Ли Шида придал термину юнь значение выверенности, противо­поставив его распутству. Во всех этих случаях мы встречаем иде­ал стиля, взращенный конфуцианским почитанием традиции, этикета, культуры вообще. Идея юнь имела отношение к следова­нию правилам и знанию законов природы, предохранявшим от оригинальничанья и чрезмерной эксцентричности. "Художник должен взращивать свое природное дарование, но он должен сле­довать правилам". Китайцы твердо верили, что свобода творчест­ва и устойчивая традиция вовсе не исключают друг друга и что их художники должны обладать и конфуцианскими и даосскими добродетелями. Конфуцианство ставило акцент на добродетелях нравственного и интеллектуального совершенствования, а дао­сизм утверждал творческую свободу духа.

Личное и безличное

Принимая во внимание сказанное о даосизме и конфуциан­стве, нельзя ожидать, что китайские живописцы выделяли в сво­ем творчестве те или иные индивидуальные черты. Личность определяется ее непохожестью на других, а не тождеством. На Западе отдельная личность как дитя божье наделялась в рамках христианской традиции особой ценностью и впоследствии выро­дилась в романтически возвеличенное эго современного челове­ка. Хотя в Китае тоже признавали ценность индивидуальности, крайнее развитие личностного начала сдерживалось необходимо­стью сохранять верность социальному порядку конфуцианства или природной гармонии даосизма. Несмотря на то что даосизм проповедовал свободу и спонтанность, целью человеческой жиз­ни в даосской традиции было не столько утверждение индиви­дуальной значимости человека, сколько достижение гармонии с природой.

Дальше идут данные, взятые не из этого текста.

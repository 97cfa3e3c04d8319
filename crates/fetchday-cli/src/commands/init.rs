//! `fetch-day init`: create a default configuration file.

use crate::{
    cli::{GlobalArgs, InitArgs},
    config::AppConfig,
    error::{CliError, CliResult, IntoCli},
    output::OutputManager,
};

/// Write the built-in defaults as TOML to `--config` or the default path.
pub fn execute(args: InitArgs, global: GlobalArgs, output: OutputManager) -> CliResult<()> {
    output.info("Initialising configuration...")?;

    let config_path = global.config.unwrap_or_else(AppConfig::config_path);

    if config_path.exists() && !args.force {
        output.warning(&format!(
            "Config already exists at {}  (use --force to overwrite)",
            config_path.display(),
        ))?;
        return Ok(());
    }

    let toml = toml::to_string_pretty(&AppConfig::default()).map_err(|e| CliError::ConfigError {
        message: format!("Failed to serialise default config: {e}"),
        source: Some(Box::new(e)),
    })?;

    if let Some(parent) = config_path.parent().filter(|p| !p.as_os_str().is_empty()) {
        std::fs::create_dir_all(parent).with_cli_context(|| {
            format!("Failed to create config directory '{}'", parent.display())
        })?;
    }

    std::fs::write(&config_path, &toml)
        .with_cli_context(|| format!("Failed to write config to '{}'", config_path.display()))?;

    output.success(&format!(
        "Configuration created at {}",
        config_path.display(),
    ))?;

    Ok(())
}
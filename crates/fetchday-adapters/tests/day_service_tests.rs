//! End-to-end runs of the core services over the in-memory adapters.

use std::path::{Path, PathBuf};

use fetchday_adapters::{
    AesGcmCipher, InMemoryStore, MemoryFilesystem, SimpleRenderer, StaticPuzzleSource,
};
use fetchday_core::{
    application::{DataOutcome, InstructionsSource},
    domain::{Day, Lang, PuzzleId, Year},
    prelude::*,
};

const KEY: &str = "0123456789abcdef0123456789abcdef";

const PAGE: &str = r#"<!DOCTYPE html>
<html><body><main>
<article class="day-desc"><h2>--- Day 2: Rock Paper Scissors ---</h2><p>The Elves begin to set up camp on the beach.</p>
<pre><code>A Y
B X
C Z
</code></pre>
<p>What would your total score be? Follow the <em>strategy guide</em>.</p>
</article>
</main></body></html>"#;

fn puzzle() -> PuzzleId {
    PuzzleId::new(Year::new(2022).unwrap(), Day::new(2).unwrap())
}

fn service(fs: &MemoryFilesystem, source: &StaticPuzzleSource) -> DayService {
    DayService::new(
        Box::new(fs.clone()),
        Box::new(source.clone()),
        Some(Box::new(AesGcmCipher::from_text(KEY).unwrap())),
        Box::new(InMemoryStore::with_builtin().unwrap()),
        Box::new(SimpleRenderer::new()),
        WorkspacePaths::new("/aoc"),
    )
}

fn source() -> StaticPuzzleSource {
    StaticPuzzleSource::new()
        .with_instructions(puzzle(), PAGE)
        .with_input(puzzle(), "A Y\nB X\nC Z\n")
}

#[test]
fn full_run_writes_data_readmes_and_stubs() {
    let fs = MemoryFilesystem::new();
    let source = source();

    let report = service(&fs, &source)
        .run(&FetchOptions::new(puzzle(), Lang::ALL))
        .unwrap();

    assert!(matches!(report.data, DataOutcome::Downloaded { .. }));
    assert_eq!(report.instructions, InstructionsSource::Remote);
    assert_eq!(report.readmes.len(), 3);
    assert_eq!(report.stubs.len(), 3);

    assert_eq!(
        fs.read_file(Path::new("/aoc/data/day_02.txt")).as_deref(),
        Some("A Y\nB X\nC Z\n")
    );

    let readme = fs.read_file(Path::new("/aoc/rs/day_02/README.md")).unwrap();
    assert!(readme.starts_with(
        "# [--- Day 2: Rock Paper Scissors ---](https://adventofcode.com/2022/day/2)"
    ));
    assert!(readme.contains("<pre><code>A Y\nB X\nC Z\n</code></pre>"));
    assert!(readme.contains("Follow the **strategy guide**."));

    for path in [
        "/aoc/go/day_02/main.go",
        "/aoc/go/day_02/main_test.go",
        "/aoc/rs/day_02/Cargo.toml",
        "/aoc/rs/day_02/src/lib.rs",
        "/aoc/rs/day_02/src/bin/day_02.rs",
        "/aoc/rs/day_02/benches/bench.rs",
        "/aoc/ts/day_02/main.ts",
        "/aoc/ts/day_02/day.ts",
        "/aoc/ts/day_02/day.test.ts",
        "/aoc/ts/day_02/day.bench.ts",
    ] {
        let content = fs
            .read_file(Path::new(path))
            .unwrap_or_else(|| panic!("{path} was not written"));
        assert!(!content.contains("{{"), "{path} kept a marker");
        assert!(content.ends_with('\n') && !content.ends_with("\n\n"), "{path}");
    }

    assert!(!fs.exists(Path::new("/aoc/instructions.html")));
}

#[test]
fn rendered_stubs_keep_placeholder_bodies() {
    let fs = MemoryFilesystem::new();
    service(&fs, &source())
        .run(&FetchOptions::new(puzzle(), [Lang::Go, Lang::Rs]))
        .unwrap();

    let go = fs.read_file(Path::new("/aoc/go/day_02/main.go")).unwrap();
    assert!(go.contains("filepath.Join(dir, \"day_02.txt\")"));
    assert_eq!(go.matches("panic(\"todo\")").count(), 3);

    let lib = fs.read_file(Path::new("/aoc/rs/day_02/src/lib.rs")).unwrap();
    assert!(lib.contains("join(\"day_02.txt\")"));
    assert!(lib.contains("mod day_02_tests {"));
    assert!(lib.contains("todo!()"));

    let bench = fs
        .read_file(Path::new("/aoc/rs/day_02/benches/bench.rs"))
        .unwrap();
    assert!(bench.contains("benchmark_group(\"Day 02\")"));
    assert!(bench.contains("use day_02::{read_data, Input, PART_1, PART_2};"));
}

#[test]
fn encrypted_copy_decrypts_to_the_input() {
    let fs = MemoryFilesystem::new();
    service(&fs, &source())
        .run(&FetchOptions::new(puzzle(), [Lang::Rs]))
        .unwrap();

    fs.remove_file(Path::new("/aoc/data/day_02.txt")).unwrap();

    let decrypt = DecryptService::new(
        Box::new(fs.clone()),
        Box::new(AesGcmCipher::from_text(KEY).unwrap()),
        "/aoc/data",
    );
    let written = decrypt.decrypt_all().unwrap();

    assert_eq!(written, vec![PathBuf::from("/aoc/data/day_02.txt")]);
    assert_eq!(
        fs.read_file(Path::new("/aoc/data/day_02.txt")).as_deref(),
        Some("A Y\nB X\nC Z\n")
    );
}

#[test]
fn decrypt_with_another_key_fails() {
    let fs = MemoryFilesystem::new();
    service(&fs, &source())
        .run(&FetchOptions::new(puzzle(), [Lang::Rs]))
        .unwrap();

    let decrypt = DecryptService::new(
        Box::new(fs.clone()),
        Box::new(AesGcmCipher::from_text("fedcba9876543210fedcba9876543210").unwrap()),
        "/aoc/data",
    );

    assert!(decrypt.decrypt_all().is_err());
}

#[test]
fn rerun_keeps_existing_stubs_and_data() {
    let fs = MemoryFilesystem::new();
    let source = source();
    let svc = service(&fs, &source);
    let options = FetchOptions::new(puzzle(), [Lang::Go]);

    svc.run(&options).unwrap();
    fs.write_file(Path::new("/aoc/go/day_02/main.go"), b"// solved\n")
        .unwrap();

    let report = svc.run(&options).unwrap();

    assert!(matches!(report.data, DataOutcome::AlreadyPresent(_)));
    assert_eq!(report.stubs[0].written.len(), 0);
    assert_eq!(report.stubs[0].skipped.len(), 2);
    assert_eq!(
        fs.read_file(Path::new("/aoc/go/day_02/main.go")).as_deref(),
        Some("// solved\n")
    );
    assert_eq!(
        source
            .requests()
            .iter()
            .filter(|path| path.ends_with("/input"))
            .count(),
        1
    );
}

#[test]
fn overwrite_replaces_existing_stubs() {
    let fs = MemoryFilesystem::new()
        .with_file("/aoc/go/day_02/main.go", "// solved\n")
        .with_file("/aoc/data/day_02.txt", "A Y\n");

    let mut options = FetchOptions::new(puzzle(), [Lang::Go]);
    options.overwrite = true;
    service(&fs, &source()).run(&options).unwrap();

    let main = fs.read_file(Path::new("/aoc/go/day_02/main.go")).unwrap();
    assert!(main.starts_with("package main"));
}

#[test]
fn part_two_refreshes_readmes_only() {
    let fs = MemoryFilesystem::new().with_file("/aoc/instructions.html", "<p>stale</p>");
    let source = source();

    let options = FetchOptions::new(puzzle(), [Lang::Ts]).part_two();
    let report = service(&fs, &source).run(&options).unwrap();

    assert_eq!(report.data, DataOutcome::Skipped);
    assert_eq!(report.instructions, InstructionsSource::Remote);
    assert!(report.stubs.is_empty());
    assert_eq!(source.requests(), vec!["/2022/day/2".to_string()]);
    assert!(fs.exists(Path::new("/aoc/ts/day_02/README.md")));
    assert!(!fs.exists(Path::new("/aoc/ts/day_02/day.ts")));
    assert!(!fs.exists(Path::new("/aoc/instructions.html")));
}

#[test]
fn unpublished_puzzle_is_reported() {
    let fs = MemoryFilesystem::new();
    let err = service(&fs, &StaticPuzzleSource::new())
        .run(&FetchOptions::new(puzzle(), [Lang::Go]))
        .unwrap_err();

    assert_eq!(err.category(), fetchday_core::error::ErrorCategory::NotFound);
}
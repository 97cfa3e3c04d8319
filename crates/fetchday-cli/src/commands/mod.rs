//! Command handlers, one module per subcommand.

pub mod completions;
pub mod config;
pub mod decrypt;
pub mod fetch;
pub mod init;

use crate::error::{CliError, CliResult};

/// Name of the session cookie variable.
pub const SESSION_TOKEN_VAR: &str = "AOC_SESSION_TOKEN";

/// Name of the data encryption key variable.
pub const AES_KEY_VAR: &str = "AOC_AES_KEY";

/// Read a non-empty environment variable.
///
/// The value is returned as set. Surrounding whitespace may be part of a
/// key, so it is not stripped.
pub(crate) fn env_var(name: &'static str) -> Option<String> {
    std::env::var(name).ok().filter(|v| !v.is_empty())
}

/// Read a variable that the current command cannot do without.
pub(crate) fn require_env(name: &'static str, purpose: &'static str) -> CliResult<String> {
    env_var(name).ok_or(CliError::MissingCredential { name, purpose })
}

Аналогичным образом для конфуцианства смысл жизни сво­дился к нравственному совершенству, которое основывалось на общественном порядке, запечатленном в обрядах и этикете, а не на решениях отдельных индивидов. Конфуций говорил: "Музы­ка — исток гармонии мира, ритуал — исток порядка мира". В обо­их случаях целью человека являлось достижение гармонии. Это означало, что пассивные состояния декорума и покоя ценились больше, чем активные эмоции любви и борьбы. С психологиче­ской точки зрения, человек на Западе стремился к недостижимым целям — будьте "претворение воли Божией" или борьба за вечно

движущийся вперед прогресс. Китайцы, напротив, превыше все­го ставили сдержанность и освобождение от желаний, вследствие чего они и ценили пассивные состояния декорума и покоя. Это различие конечных целей наложило глубокий отпечаток на эмо­циональное содержание европейской и китайской живописи.

Представления людей о личности полнее всего проявляются в искусстве портрета. Одним из высших достижений западной жи­вописи стало создание живой индивидуальности, а вот в Китае не было своего Тициана, Рафаэля и Рембрандта. В то же время жи­вописцы из числа ученых людей смотрели свысока на физиогно­мические описания и считали портреты предков, созданные профессиональными художниками, неполноценным искусством. Для нас китайские портреты предков лишены некоторой привле­кательности, что объясняется, возможно, их декоративными ка­чествами или поверхностным сходством с творчеством таких художников, как Гольбейн. Многие из них представляют собой не более чем аккуратное воспроизведение характерных черт. Нема­ло их создано посредством искусственного соединения опреде­ленных шаблонов носа, глаз, рта и подбородка.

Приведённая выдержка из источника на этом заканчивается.